As such, cryptocurrencies are now beginning to capture the attention of hedge funds, banks and investment firms as a potential investment opportunity. Two recent examples of this are the announcement by Swiss private bank, Falcon, which will allow wealthy clients to store and trade bitcoins via their cash holdings, and Barclays who are speaking to regulators about bringing Bitcoin ‘into play’.

This is a significant move which could look to not only open up a potential high-risk, high-return investment for clients but also an additional revenue stream for the bank which, in-line with current market trends, is seeing squeezed margins due to market uncertainty.

However, before the portfolios of high net worth individuals and retail investors are diversified with cryptos, it is first necessary that regulation and definitions across markets are standardised.

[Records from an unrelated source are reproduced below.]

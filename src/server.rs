//! High-level telemetry server handle.
//!
//! [`TelemetryServer`] builds the channel registry from a target's topic
//! mapping, owns the receive socket and the background receive task, and
//! forwards subscription requests to the right [`Channel`].
//!
//! # Example
//!
//! ```no_run
//! use std::sync::Arc;
//! use tlmserver::{config::TargetConfig, mission::MissionDb, TelemetryServer};
//!
//! # async fn example() -> anyhow::Result<()> {
//! let db = Arc::new(MissionDb::load("mission_db.toml").await?);
//! let mut server = TelemetryServer::new(TargetConfig::default(), db.topic_map(), db.clone());
//! server.start().await?;
//! // ... attach subscribers
//! server.stop().await;
//! # Ok(())
//! # }
//! ```

use crate::channel::{Channel, Subscriber};
use crate::codec::TelemetryCodec;
use crate::config::TargetConfig;
use crate::error::{Result, ServerError};
use crate::receiver::{self, ReceiveContext, ReceiveSettings};
use crate::registry::ChannelRegistry;
use crate::stats::{ServerStats, StatsSnapshot};
use crate::topic::{RoutingKey, TopicMap};
use parking_lot::RwLock;
use std::net::SocketAddr;
use std::sync::Arc;
use tokio::net::UdpSocket;
use tokio::task::JoinHandle;
use tokio_util::sync::CancellationToken;
use tracing::{info, warn};

/// Callback that sees each received datagram longer than
/// [`MIN_FRAME_LEN`](crate::receiver::MIN_FRAME_LEN) bytes, before decoding.
/// Shorter datagrams are dropped without reaching it.
pub type RawObserver = Arc<dyn Fn(&[u8], SocketAddr) + Send + Sync>;

/// Server lifecycle.
#[derive(Debug, Clone, Copy, PartialEq, Eq)]
pub enum ServerState {
    /// Registry built, socket not bound
    Created,
    /// Socket bound, receive task not yet running
    Bound,
    /// Receive task running
    Running,
    /// Stop requested, receive task not yet exited
    ShuttingDown,
    /// Receive task exited
    Stopped,
}

/// Channel selector for subscription management.
#[derive(Debug, Clone, PartialEq, Eq)]
pub enum ChannelRef {
    Key(RoutingKey),
    Topic(String),
}

impl From<RoutingKey> for ChannelRef {
    fn from(key: RoutingKey) -> Self {
        ChannelRef::Key(key)
    }
}

impl From<&str> for ChannelRef {
    fn from(topic: &str) -> Self {
        ChannelRef::Topic(topic.to_string())
    }
}

impl From<String> for ChannelRef {
    fn from(topic: String) -> Self {
        ChannelRef::Topic(topic)
    }
}

impl From<&Channel> for ChannelRef {
    fn from(channel: &Channel) -> Self {
        ChannelRef::Key(channel.key())
    }
}

pub struct TelemetryServer {
    config: TargetConfig,
    ctx: ReceiveContext,
    state: Arc<RwLock<ServerState>>,
    cancel_token: CancellationToken,
    handle: Option<JoinHandle<()>>,
    local_addr: Option<SocketAddr>,
}

impl TelemetryServer {
    /// Builds the channel registry from `topics`. No network activity happens
    /// until [`TelemetryServer::start`].
    pub fn new(config: TargetConfig, topics: TopicMap, codec: Arc<dyn TelemetryCodec>) -> Self {
        let registry = Arc::new(ChannelRegistry::build(topics));
        info!(
            "Telemetry server created with {} channel(s) for {}",
            registry.len(),
            config.bind_addr()
        );
        Self {
            config,
            ctx: ReceiveContext::new(registry, codec),
            state: Arc::new(RwLock::new(ServerState::Created)),
            cancel_token: CancellationToken::new(),
            handle: None,
            local_addr: None,
        }
    }

    /// Binds the telemetry socket and launches the receive task.
    ///
    /// # Errors
    ///
    /// Fails if the server was already started, the target configuration is
    /// invalid, or the socket cannot be bound.
    pub async fn start(&mut self) -> Result<()> {
        let actual = self.state();
        if actual != ServerState::Created {
            return Err(ServerError::InvalidState {
                expected: ServerState::Created,
                actual,
            });
        }
        self.config.validate().map_err(ServerError::from)?;

        let bind_addr = self.config.bind_addr();
        let socket = UdpSocket::bind(&bind_addr)
            .await
            .map_err(|e| ServerError::network(&bind_addr, e))?;
        self.local_addr = Some(
            socket
                .local_addr()
                .map_err(|e| ServerError::network(&bind_addr, e))?,
        );
        *self.state.write() = ServerState::Bound;
        info!("Telemetry socket bound to {}", bind_addr);

        let delay = self.config.startup_delay();
        if !delay.is_zero() {
            tokio::time::sleep(delay).await;
        }

        let settings = ReceiveSettings {
            recv_timeout: self.config.recv_timeout(),
            buffer_size: self.config.recv_buffer_size,
            socket_error_threshold: self.config.socket_error_threshold,
        };
        *self.state.write() = ServerState::Running;
        self.handle = Some(tokio::spawn(receiver::run(
            socket,
            self.ctx.clone(),
            settings,
            self.state.clone(),
            self.cancel_token.child_token(),
        )));

        Ok(())
    }

    /// Signals the receive task to stop without waiting for it.
    pub fn request_stop(&self) {
        {
            let mut state = self.state.write();
            match *state {
                ServerState::Bound | ServerState::Running => *state = ServerState::ShuttingDown,
                ServerState::Created => *state = ServerState::Stopped,
                ServerState::ShuttingDown | ServerState::Stopped => {}
            }
        }
        self.cancel_token.cancel();
        info!("Telemetry server shutting down");
    }

    /// Stops the receive task and waits for it to exit, up to the configured
    /// shutdown timeout. Once this returns the socket is closed and no more
    /// subscriber notifications will be issued.
    pub async fn stop(&mut self) {
        self.request_stop();

        if let Some(mut handle) = self.handle.take() {
            match tokio::time::timeout(self.config.shutdown_timeout(), &mut handle).await {
                Ok(Ok(())) => {}
                Ok(Err(e)) => warn!("Telemetry receive task ended abnormally: {}", e),
                Err(_) => {
                    warn!(
                        "Telemetry receive task did not stop within {:?}; aborting",
                        self.config.shutdown_timeout()
                    );
                    handle.abort();
                    let _ = handle.await;
                }
            }
        }

        *self.state.write() = ServerState::Stopped;
        info!("Telemetry server stopped");
    }

    pub fn state(&self) -> ServerState {
        *self.state.read()
    }

    pub fn is_running(&self) -> bool {
        self.state() == ServerState::Running
    }

    /// Address the socket is bound to, once started.
    pub fn local_addr(&self) -> Option<SocketAddr> {
        self.local_addr
    }

    pub fn config(&self) -> &TargetConfig {
        &self.config
    }

    pub fn registry(&self) -> &Arc<ChannelRegistry> {
        &self.ctx.registry
    }

    pub fn codec(&self) -> &Arc<dyn TelemetryCodec> {
        &self.ctx.codec
    }

    pub fn stats(&self) -> StatsSnapshot {
        self.ctx.stats.snapshot()
    }

    /// Shared counters, for reporters that outlive a borrow of the server.
    pub fn stats_handle(&self) -> Arc<ServerStats> {
        self.ctx.stats.clone()
    }

    pub fn channel(&self, key: RoutingKey) -> Option<Arc<Channel>> {
        self.ctx.registry.lookup(key)
    }

    pub fn channel_by_topic(&self, topic: &str) -> Option<Arc<Channel>> {
        self.ctx.registry.lookup_by_topic(topic)
    }

    /// Registers channels built elsewhere, e.g. shared with a command
    /// interface. Existing channels with the same key are replaced.
    pub fn add_channels<I>(&self, channels: I) -> usize
    where
        I: IntoIterator<Item = Arc<Channel>>,
    {
        self.ctx.registry.merge(channels)
    }

    fn resolve(&self, target: &ChannelRef) -> Result<Arc<Channel>> {
        let key = match target {
            ChannelRef::Key(key) => *key,
            ChannelRef::Topic(topic) => self.ctx.registry.resolve_topic(topic)?,
        };
        self.ctx
            .registry
            .lookup(key)
            .ok_or(ServerError::UnknownRoutingKey(key))
    }

    pub fn add_subscriber(
        &self,
        target: impl Into<ChannelRef>,
        subscriber: Arc<dyn Subscriber>,
    ) -> Result<()> {
        let target = target.into();
        let channel = self.resolve(&target).map_err(|e| {
            warn!("Failed to attach telemetry subscriber to {:?}: {}", target, e);
            e
        })?;
        channel.attach(subscriber);
        Ok(())
    }

    pub fn remove_subscriber(
        &self,
        target: impl Into<ChannelRef>,
        subscriber: &Arc<dyn Subscriber>,
    ) -> Result<()> {
        let target = target.into();
        self.resolve(&target)
            .and_then(|channel| channel.detach(subscriber))
            .map_err(|e| {
                warn!("Failed to detach telemetry subscriber from {:?}: {}", target, e);
                e
            })
    }

    /// Installs or replaces the raw datagram observer. It is not called for
    /// datagrams of [`MIN_FRAME_LEN`](crate::receiver::MIN_FRAME_LEN) bytes
    /// or fewer.
    pub fn set_raw_observer<F>(&self, observer: F)
    where
        F: Fn(&[u8], SocketAddr) + Send + Sync + 'static,
    {
        *self.ctx.raw_observer.write() = Some(Arc::new(observer));
    }

    pub fn clear_raw_observer(&self) {
        *self.ctx.raw_observer.write() = None;
    }
}

impl Drop for TelemetryServer {
    fn drop(&mut self) {
        self.cancel_token.cancel();
    }
}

In many countries cryptos are defined as a form of currency, for example:

  • Japan (legislated Bitcoin as legal tender in 2017)
  • Italy
  • France
  • Singapore
  • Russia
  • United Kingdom

However, in many countries they are listed as an alternative asset form:

  • China & USA – Commodity
  • India – Currently a commodity but looking to be regulated as a security
  • Germany & Philippines – Barter Good
  • Nigeria – Money
  • Poland – Property

And in some countries, bitcoin and other altcoins remain illegal:

  • Ecuador
  • Vietnam
  • The Republic of Macedonia
  • Kyrgyzstan

It is this lack of universal definition, as well as poor levels of understanding, which inhibits regulators from providing the guidance and legislation necessary for investment firms, and certainly banks, to be comfortable dealing with cryptos.

But whilst there are a plethora of conferences, breakfast meetings, whitepapers and PoCs being released in order to help boost cryptocurrency and blockchain understanding, there remains contention around how (and if) cryptocurrencies could/should be regulated.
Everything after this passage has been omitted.